▶ **Required work**: The span to be transcribed begins with the line that contains "#[cfg(test)]" and ends with the last line of the listing; copy it exactly and include nothing else.

▶ **Available records**:
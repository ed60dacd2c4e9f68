//! Growth measurements and daily care logs, plus the per-day summary.

use std::sync::Arc;

use chrono::NaiveDate;
use shared::{DiaperSummary, FeedingSummary, LogType, SleepSummary};
use tracing::info;

use crate::domain::calendar::LocalCalendar;
use crate::domain::child_service::find_owned_child;
use crate::domain::commands::tracking::{CreateDailyLogCommand, CreateGrowthRecordCommand, DailySummaryResult};
use crate::domain::error::{DomainError, DomainResult};
use crate::domain::models::daily_log::{DailyLog, LogPayload};
use crate::domain::models::growth::GrowthRecord;
use crate::storage::traits::{ChildStorage, DailyLogStorage, GrowthStorage};

const MAX_HEIGHT_CM: f64 = 200.0;
const MAX_WEIGHT_KG: f64 = 50.0;
const MAX_HEAD_CIRCUMFERENCE_CM: f64 = 100.0;

/// Tally one local day of logs into sleep, feeding and diaper buckets.
/// Sleep logs missing either end still count but add no minutes.
pub fn summarize_day(date: NaiveDate, logs: &[DailyLog]) -> DailySummaryResult {
    let mut sleep = SleepSummary::default();
    let mut feeding = FeedingSummary::default();
    let mut diaper = DiaperSummary::default();

    for log in logs {
        match log.log_type() {
            LogType::Sleep => {
                sleep.count += 1;
                sleep.total_minutes += log.duration_minutes().unwrap_or(0);
            }
            LogType::FeedBreast => feeding.breast += 1,
            LogType::FeedBottle => feeding.bottle += 1,
            LogType::FeedSolid => feeding.solid += 1,
            LogType::DiaperWet => diaper.wet += 1,
            LogType::DiaperDirty => diaper.dirty += 1,
            LogType::DiaperMixed => diaper.mixed += 1,
            LogType::Medication | LogType::Symptom | LogType::Activity => {}
        }
    }

    feeding.count = feeding.breast + feeding.bottle + feeding.solid;
    diaper.count = diaper.wet + diaper.dirty + diaper.mixed;
    sleep.total_hours = (sleep.total_minutes as f64 / 60.0 * 10.0).round() / 10.0;

    DailySummaryResult {
        date,
        sleep,
        feeding,
        diaper,
    }
}

fn check_range(field: &str, value: Option<f64>, max: f64) -> DomainResult<()> {
    match value {
        Some(v) if !(v > 0.0 && v <= max) => Err(DomainError::validation(format!(
            "{} must be greater than 0 and at most {}",
            field, max
        ))),
        _ => Ok(()),
    }
}

/// Service for growth records and daily logs
#[derive(Clone)]
pub struct TrackingService {
    children: Arc<dyn ChildStorage>,
    growth: Arc<dyn GrowthStorage>,
    logs: Arc<dyn DailyLogStorage>,
    calendar: LocalCalendar,
}

impl TrackingService {
    pub fn new(
        children: Arc<dyn ChildStorage>,
        growth: Arc<dyn GrowthStorage>,
        logs: Arc<dyn DailyLogStorage>,
        calendar: LocalCalendar,
    ) -> Self {
        Self {
            children,
            growth,
            logs,
            calendar,
        }
    }

    pub async fn create_growth_record(
        &self,
        user_id: &str,
        child_id: &str,
        command: CreateGrowthRecordCommand,
    ) -> DomainResult<GrowthRecord> {
        let child = find_owned_child(self.children.as_ref(), user_id, child_id).await?;

        check_range("heightCm", command.height_cm, MAX_HEIGHT_CM)?;
        check_range("weightKg", command.weight_kg, MAX_WEIGHT_KG)?;
        check_range("headCircumferenceCm", command.head_circumference_cm, MAX_HEAD_CIRCUMFERENCE_CM)?;

        let recorded_at = match &command.recorded_at {
            Some(value) => self.calendar.parse_past_timestamp(value, "recordedAt")?,
            None => self.calendar.now(),
        };

        let record = GrowthRecord {
            id: GrowthRecord::generate_id(),
            child_id: child.id,
            height_cm: command.height_cm,
            weight_kg: command.weight_kg,
            head_circumference_cm: command.head_circumference_cm,
            recorded_at,
            notes: command.notes,
            created_at: self.calendar.now(),
        };

        if !record.has_measurement() {
            return Err(DomainError::validation(
                "At least one of heightCm, weightKg or headCircumferenceCm is required",
            ));
        }

        self.growth.store_growth_record(&record).await?;
        info!("Stored growth record {} for child {}", record.id, record.child_id);
        Ok(record)
    }

    pub async fn list_growth_records(&self, user_id: &str, child_id: &str) -> DomainResult<Vec<GrowthRecord>> {
        let child = find_owned_child(self.children.as_ref(), user_id, child_id).await?;
        Ok(self.growth.list_growth_records(&child.id).await?)
    }

    pub async fn latest_growth_record(&self, user_id: &str, child_id: &str) -> DomainResult<Option<GrowthRecord>> {
        let child = find_owned_child(self.children.as_ref(), user_id, child_id).await?;
        Ok(self.growth.latest_growth_record(&child.id).await?)
    }

    pub async fn create_daily_log(
        &self,
        user_id: &str,
        child_id: &str,
        command: CreateDailyLogCommand,
    ) -> DomainResult<DailyLog> {
        let child = find_owned_child(self.children.as_ref(), user_id, child_id).await?;

        let payload = LogPayload::from_parts(command.log_type, command.data).map_err(|e| {
            DomainError::validation(format!("Invalid data for {} log: {}", command.log_type, e))
        })?;

        let started_at = command
            .started_at
            .as_deref()
            .map(|v| self.calendar.parse_timestamp(v))
            .transpose()?;
        let ended_at = command
            .ended_at
            .as_deref()
            .map(|v| self.calendar.parse_timestamp(v))
            .transpose()?;
        if let (Some(start), Some(end)) = (started_at, ended_at) {
            if end < start {
                return Err(DomainError::validation("endedAt cannot be before startedAt"));
            }
        }

        let now = self.calendar.now();
        let log = DailyLog {
            id: DailyLog::generate_id(),
            child_id: child.id,
            payload,
            started_at,
            ended_at,
            notes: command.notes,
            created_at: now,
            updated_at: now,
        };

        self.logs.store_daily_log(&log).await?;
        info!("Stored {} log {} for child {}", log.log_type(), log.id, log.child_id);
        Ok(log)
    }

    /// Logs created on the local day named by `date` (today when absent)
    pub async fn list_daily_logs(
        &self,
        user_id: &str,
        child_id: &str,
        date: Option<&str>,
    ) -> DomainResult<Vec<DailyLog>> {
        let child = find_owned_child(self.children.as_ref(), user_id, child_id).await?;
        let day = self.calendar.parse_day(date)?;
        self.logs_on(&child.id, day).await
    }

    pub async fn daily_summary(
        &self,
        user_id: &str,
        child_id: &str,
        date: Option<&str>,
    ) -> DomainResult<DailySummaryResult> {
        let child = find_owned_child(self.children.as_ref(), user_id, child_id).await?;
        let day = self.calendar.parse_day(date)?;
        let logs = self.logs_on(&child.id, day).await?;
        Ok(summarize_day(day, &logs))
    }

    async fn logs_on(&self, child_id: &str, day: NaiveDate) -> DomainResult<Vec<DailyLog>> {
        let (start, end) = self.calendar.day_bounds(day)?;
        Ok(self.logs.list_daily_logs_between(child_id, start, end).await?)
    }
}
use anyhow::Result;
use sqlx::sqlite::{SqliteConnectOptions, SqlitePoolOptions};
use sqlx::SqlitePool;
use std::str::FromStr;
use std::sync::Arc;
use tracing::info;

const IN_MEMORY_URL: &str = "sqlite::memory:";

const SCHEMA: &[&str] = &[
    r#"
    CREATE TABLE IF NOT EXISTS users (
        id TEXT PRIMARY KEY,
        email TEXT NOT NULL UNIQUE,
        name TEXT NOT NULL,
        avatar_url TEXT,
        preferences TEXT NOT NULL,
        api_token TEXT NOT NULL UNIQUE,
        created_at TEXT NOT NULL,
        updated_at TEXT NOT NULL
    );
    "#,
    r#"
    CREATE TABLE IF NOT EXISTS children (
        id TEXT PRIMARY KEY,
        user_id TEXT NOT NULL,
        name TEXT NOT NULL,
        date_of_birth TEXT NOT NULL,
        gender TEXT,
        avatar_url TEXT,
        color TEXT NOT NULL,
        created_at TEXT NOT NULL,
        updated_at TEXT NOT NULL,
        FOREIGN KEY (user_id) REFERENCES users (id) ON DELETE CASCADE
    );
    "#,
    "CREATE INDEX IF NOT EXISTS idx_children_user ON children(user_id, created_at);",
    r#"
    CREATE TABLE IF NOT EXISTS milestone_templates (
        id TEXT PRIMARY KEY,
        category TEXT NOT NULL,
        title TEXT NOT NULL,
        description TEXT NOT NULL,
        age_months_min INTEGER NOT NULL,
        age_months_max INTEGER NOT NULL,
        icon_name TEXT,
        sort_order INTEGER NOT NULL,
        is_active INTEGER NOT NULL DEFAULT 1,
        CHECK (age_months_min <= age_months_max)
    );
    "#,
    r#"
    CREATE TABLE IF NOT EXISTS milestones (
        id TEXT PRIMARY KEY,
        child_id TEXT NOT NULL,
        template_id TEXT,
        category TEXT NOT NULL,
        title TEXT NOT NULL,
        description TEXT,
        achieved_at TEXT,
        notes TEXT,
        photo_url TEXT,
        created_at TEXT NOT NULL,
        updated_at TEXT NOT NULL,
        FOREIGN KEY (child_id) REFERENCES children (id) ON DELETE CASCADE,
        FOREIGN KEY (template_id) REFERENCES milestone_templates (id)
    );
    "#,
    "CREATE INDEX IF NOT EXISTS idx_milestones_child ON milestones(child_id, achieved_at DESC);",
    r#"
    CREATE TABLE IF NOT EXISTS growth_records (
        id TEXT PRIMARY KEY,
        child_id TEXT NOT NULL,
        height_cm REAL,
        weight_kg REAL,
        head_circumference_cm REAL,
        recorded_at TEXT NOT NULL,
        notes TEXT,
        created_at TEXT NOT NULL,
        FOREIGN KEY (child_id) REFERENCES children (id) ON DELETE CASCADE
    );
    "#,
    "CREATE INDEX IF NOT EXISTS idx_growth_child ON growth_records(child_id, recorded_at);",
    r#"
    CREATE TABLE IF NOT EXISTS daily_logs (
        id TEXT PRIMARY KEY,
        child_id TEXT NOT NULL,
        log_type TEXT NOT NULL,
        data TEXT NOT NULL,
        started_at TEXT,
        ended_at TEXT,
        notes TEXT,
        created_at TEXT NOT NULL,
        updated_at TEXT NOT NULL,
        FOREIGN KEY (child_id) REFERENCES children (id) ON DELETE CASCADE
    );
    "#,
    "CREATE INDEX IF NOT EXISTS idx_daily_logs_child_created ON daily_logs(child_id, created_at DESC);",
    r#"
    CREATE TABLE IF NOT EXISTS tips (
        id TEXT PRIMARY KEY,
        title TEXT NOT NULL,
        content TEXT NOT NULL,
        category TEXT NOT NULL,
        icon_name TEXT,
        age_months_min INTEGER NOT NULL,
        age_months_max INTEGER NOT NULL,
        is_active INTEGER NOT NULL DEFAULT 1
    );
    "#,
    r#"
    CREATE TABLE IF NOT EXISTS articles (
        id TEXT PRIMARY KEY,
        title TEXT NOT NULL,
        slug TEXT NOT NULL UNIQUE,
        excerpt TEXT NOT NULL,
        content TEXT NOT NULL,
        image_url TEXT,
        category TEXT NOT NULL,
        tags TEXT NOT NULL,
        read_time_min INTEGER NOT NULL,
        age_months_min INTEGER,
        age_months_max INTEGER,
        is_published INTEGER NOT NULL DEFAULT 1,
        published_at TEXT
    );
    "#,
];

/// DbConnection owns the SQLite pool shared by every repository
#[derive(Clone)]
pub struct DbConnection {
    pool: Arc<SqlitePool>,
}

impl DbConnection {
    /// Connect to `url`, creating the database file if needed, and make sure
    /// the schema exists
    pub async fn new(url: &str, max_connections: u32) -> Result<Self> {
        let options = SqliteConnectOptions::from_str(url)?
            .create_if_missing(true)
            .foreign_keys(true);

        // Every connection to an in-memory database sees its own database,
        // so those pools are pinned to one long-lived connection.
        let pool_options = if url == IN_MEMORY_URL {
            SqlitePoolOptions::new()
                .max_connections(1)
                .idle_timeout(None)
                .max_lifetime(None)
        } else {
            SqlitePoolOptions::new().max_connections(max_connections)
        };

        let pool = pool_options.connect_with(options).await?;

        Self::setup_schema(&pool).await?;
        info!("Database ready at {}", url);

        Ok(Self { pool: Arc::new(pool) })
    }

    /// Fresh private in-memory database, used by tests and throwaway runs
    pub async fn init_in_memory() -> Result<Self> {
        Self::new(IN_MEMORY_URL, 1).await
    }

    /// Get a reference to the connection pool
    pub fn pool(&self) -> &SqlitePool {
        &self.pool
    }

    /// Round-trip a trivial query, used by the health endpoint
    pub async fn ping(&self) -> Result<()> {
        sqlx::query("SELECT 1").execute(self.pool()).await?;
        Ok(())
    }

    async fn setup_schema(pool: &SqlitePool) -> Result<()> {
        for statement in SCHEMA {
            sqlx::query(statement).execute(pool).await?;
        }
        Ok(())
    }
}

#[cfg(test)]
mod tests {
    use super::*;
    use sqlx::Row;

    #[tokio::test]
    async fn test_schema_is_created() {
        let db = DbConnection::init_in_memory().await.expect("Failed to create test database");

        let rows = sqlx::query("SELECT name FROM sqlite_master WHERE type = 'table' ORDER BY name")
            .fetch_all(db.pool())
            .await
            .unwrap();
        let tables: Vec<String> = rows.iter().map(|row| row.get("name")).collect();

        for expected in [
            "articles",
            "children",
            "daily_logs",
            "growth_records",
            "milestone_templates",
            "milestones",
            "tips",
            "users",
        ] {
            assert!(tables.contains(&expected.to_string()), "missing table {}", expected);
        }
    }

    #[tokio::test]
    async fn test_setup_schema_is_idempotent() {
        let db = DbConnection::init_in_memory().await.unwrap();
        DbConnection::setup_schema(db.pool()).await.expect("second schema run should succeed");
        db.ping().await.unwrap();
    }

    #[tokio::test]
    async fn test_in_memory_databases_are_isolated() {
        let first = DbConnection::init_in_memory().await.unwrap();
        let second = DbConnection::init_in_memory().await.unwrap();

        sqlx::query("INSERT INTO tips (id, title, content, category, age_months_min, age_months_max) VALUES ('t', 'T', 'C', 'general', 0, 1)")
            .execute(first.pool())
            .await
            .unwrap();

        let count: i64 = sqlx::query("SELECT COUNT(*) AS n FROM tips")
            .fetch_one(second.pool())
            .await
            .unwrap()
            .get("n");
        assert_eq!(count, 0);
    }
}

▶ **The completed task**:
#[cfg(test)]
mod tests {
    use super::*;
    use sqlx::Row;

    #[tokio::test]
    async fn test_schema_is_created() {
        let db = DbConnection::init_in_memory().await.expect("Failed to create test database");

        let rows = sqlx::query("SELECT name FROM sqlite_master WHERE type = 'table' ORDER BY name")
            .fetch_all(db.pool())
            .await
            .unwrap();
        let tables: Vec<String> = rows.iter().map(|row| row.get("name")).collect();

        for expected in [
            "articles",
            "children",
            "daily_logs",
            "growth_records",
            "milestone_templates",
            "milestones",
            "tips",
            "users",
        ] {
            assert!(tables.contains(&expected.to_string()), "missing table {}", expected);
        }
    }

    #[tokio::test]
    async fn test_setup_schema_is_idempotent() {
        let db = DbConnection::init_in_memory().await.unwrap();
        DbConnection::setup_schema(db.pool()).await.expect("second schema run should succeed");
        db.ping().await.unwrap();
    }

    #[tokio::test]
    async fn test_in_memory_databases_are_isolated() {
        let first = DbConnection::init_in_memory().await.unwrap();
        let second = DbConnection::init_in_memory().await.unwrap();

        sqlx::query("INSERT INTO tips (id, title, content, category, age_months_min, age_months_max) VALUES ('t', 'T', 'C', 'general', 0, 1)")
            .execute(first.pool())
            .await
            .unwrap();

        let count: i64 = sqlx::query("SELECT COUNT(*) AS n FROM tips")
            .fetch_one(second.pool())
            .await
            .unwrap()
            .get("n");
        assert_eq!(count, 0);
    }
}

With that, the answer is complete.